Yesterday in class I noticed one of my Moslem students who I hadn’t seen recently. I asked her how she was and she blushingly explained that she’s been absent for two weeks because her mother had been sick. She came up to me during the break and elaborated, this time explaining that she was in Ramadan. She asked whether I’d let her sit the final exam despite her absence.
I had every intention of agreeing, firstly because I don’t agree with the compulsory class attendance policy, secondly because she had only been absent one lesson too many, but most importantly because she is a bright, serious, hard-working student who deserves it. I’m aware that subconsciously, I usually try to be super-nice to my Arab students – it’s probably something to do with benevolent discrimination, but that’s for another day.

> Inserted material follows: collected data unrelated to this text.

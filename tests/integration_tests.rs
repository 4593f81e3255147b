//! HTTP surface integration tests
//!
//! Spins the full router up in-process and checks endpoint contracts
//! that do not require a live upstream: health checks, validation
//! failures, routing rejections, and the CORS preflight.

use axum::body::Body;
use axum::http::{header, Method, Request, StatusCode};
use axum_test::TestServer;
use chatgateway::config::{GatewayConfig, LoggingConfig, OpenRouterConfig, ServerConfig, Settings};
use chatgateway::handlers::create_router;
use serde_json::{json, Value};
use tower::ServiceExt;

fn test_settings() -> Settings {
    Settings {
        server: ServerConfig { host: "localhost".to_string(), port: 8080 },
        openrouter: OpenRouterConfig {
            base_url: "https://openrouter.ai/api/v1".to_string(),
            site_url: "http://localhost:3000".to_string(),
            site_name: "chatgateway".to_string(),
            default_model: "google/gemini-2.0-flash-exp:free".to_string(),
            api_keys: vec![],
            timeout: 30,
            stream_timeout: 300,
        },
        gateway: GatewayConfig { max_retries: 5, temperature: 0.7, max_tokens: 1000 },
        logging: LoggingConfig { level: "info".to_string(), format: "text".to_string() },
    }
}

async fn test_server() -> TestServer {
    let router = create_router(test_settings()).await.unwrap();
    TestServer::new(router).unwrap()
}

#[tokio::test]
async fn test_health_check() {
    let server = test_server().await;

    let response = server.get("/health").await;
    assert_eq!(response.status_code(), StatusCode::OK);

    let body: Value = response.json();
    assert_eq!(body["status"], "healthy");
    assert_eq!(body["service"], "chatgateway");
    assert_eq!(body["details"]["configured_keys"], 0);
}

#[tokio::test]
async fn test_liveness_check() {
    let server = test_server().await;

    let response = server.get("/health/live").await;
    assert_eq!(response.status_code(), StatusCode::OK);

    let body: Value = response.json();
    assert_eq!(body["status"], "alive");
}

#[tokio::test]
async fn test_complete_rejects_unknown_model() {
    let server = test_server().await;

    let response = server
        .post("/api/chat/complete")
        .json(&json!({
            "messages": [{"role": "user", "content": "Hello"}],
            "modelId": "gpt-4o"
        }))
        .await;

    // Expected failures are carried in the outcome body, not the status
    assert_eq!(response.status_code(), StatusCode::OK);
    let body: Value = response.json();
    assert_eq!(body["error"], "Unknown model provider.");
}

#[tokio::test]
async fn test_complete_rejects_byok_without_key() {
    let server = test_server().await;

    let response = server
        .post("/api/chat/complete")
        .json(&json!({
            "messages": [{"role": "user", "content": "Hello"}],
            "modelId": "anthropic/claude-4-sonnet:byok"
        }))
        .await;

    assert_eq!(response.status_code(), StatusCode::OK);
    let body: Value = response.json();
    assert_eq!(body["error"], "No Anthropic API key set.");
}

#[tokio::test]
async fn test_complete_validates_empty_messages() {
    let server = test_server().await;

    let response = server
        .post("/api/chat/complete")
        .json(&json!({ "messages": [] }))
        .await;

    assert_eq!(response.status_code(), StatusCode::BAD_REQUEST);
    let body: Value = response.json();
    assert!(body["error"].as_str().unwrap().contains("Message list cannot be empty"));
}

#[tokio::test]
async fn test_stream_with_empty_pool_returns_error_body() {
    let server = test_server().await;

    let response = server
        .post("/api/chat/stream")
        .json(&json!({
            "messages": [{"role": "user", "content": "Hello"}],
            "modelId": "google/gemini-2.0-flash-exp:free"
        }))
        .await;

    assert_eq!(response.status_code(), StatusCode::SERVICE_UNAVAILABLE);
    let body: Value = response.json();
    assert_eq!(body["error"], "No OpenRouter API keys are configured");
}

#[tokio::test]
async fn test_stream_rejects_byok_models() {
    let server = test_server().await;

    let response = server
        .post("/api/chat/stream")
        .json(&json!({
            "messages": [{"role": "user", "content": "Hello"}],
            "modelId": "openai/gpt-4o:byok",
            "apiKey": "sk-user"
        }))
        .await;

    assert_eq!(response.status_code(), StatusCode::BAD_REQUEST);
    let body: Value = response.json();
    assert_eq!(body["error"], "Streaming is only supported for free models in this version.");
}

#[tokio::test]
async fn test_title_validates_empty_message() {
    let server = test_server().await;

    let response = server
        .post("/api/chat/title")
        .json(&json!({ "firstMessage": "   " }))
        .await;

    assert_eq!(response.status_code(), StatusCode::BAD_REQUEST);
}

#[tokio::test]
async fn test_stream_preflight_allows_any_origin() {
    let router = create_router(test_settings()).await.unwrap();

    let request = Request::builder()
        .method(Method::OPTIONS)
        .uri("/api/chat/stream")
        .header(header::ORIGIN, "http://localhost:3000")
        .header(header::ACCESS_CONTROL_REQUEST_METHOD, "POST")
        .body(Body::empty())
        .unwrap();

    let response = router.oneshot(request).await.unwrap();

    assert_eq!(response.status(), StatusCode::OK);
    assert_eq!(
        response
            .headers()
            .get(header::ACCESS_CONTROL_ALLOW_ORIGIN)
            .map(|v| v.to_str().unwrap()),
        Some("*")
    );
}

#[tokio::test]
async fn test_malformed_body_rejected() {
    let server = test_server().await;

    let response = server
        .post("/api/chat/complete")
        .text("{not json}")
        .content_type("application/json")
        .await;

    assert_eq!(response.status_code(), StatusCode::BAD_REQUEST);
}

I asked her to decide whether her excuse was her mother or the Ramadan, teasingly pointing out that she had changed her hairstyle, which couldn’t be connected to either. She blushed again and explained that her hair was not connected, but that because her mother was sick and she was the only daughter, she had to cook for the evening feasts. It was a clever reply and probably truthful. I agreed to her request, still suspecting that the two-week absence and the change in look may have been more connected to matters of the heart than to health, religion or food but what the hell?
On the way home I pondered that if only all Arabs were like her, then I turned on the radio and was reminded that they weren’t. There had been a drive-by shooting in the South-Hebron Mountain area. A colleague of mine who lives there had mentioned it in the break. I called my sister Sara who lives there too, to check that everyone was okay.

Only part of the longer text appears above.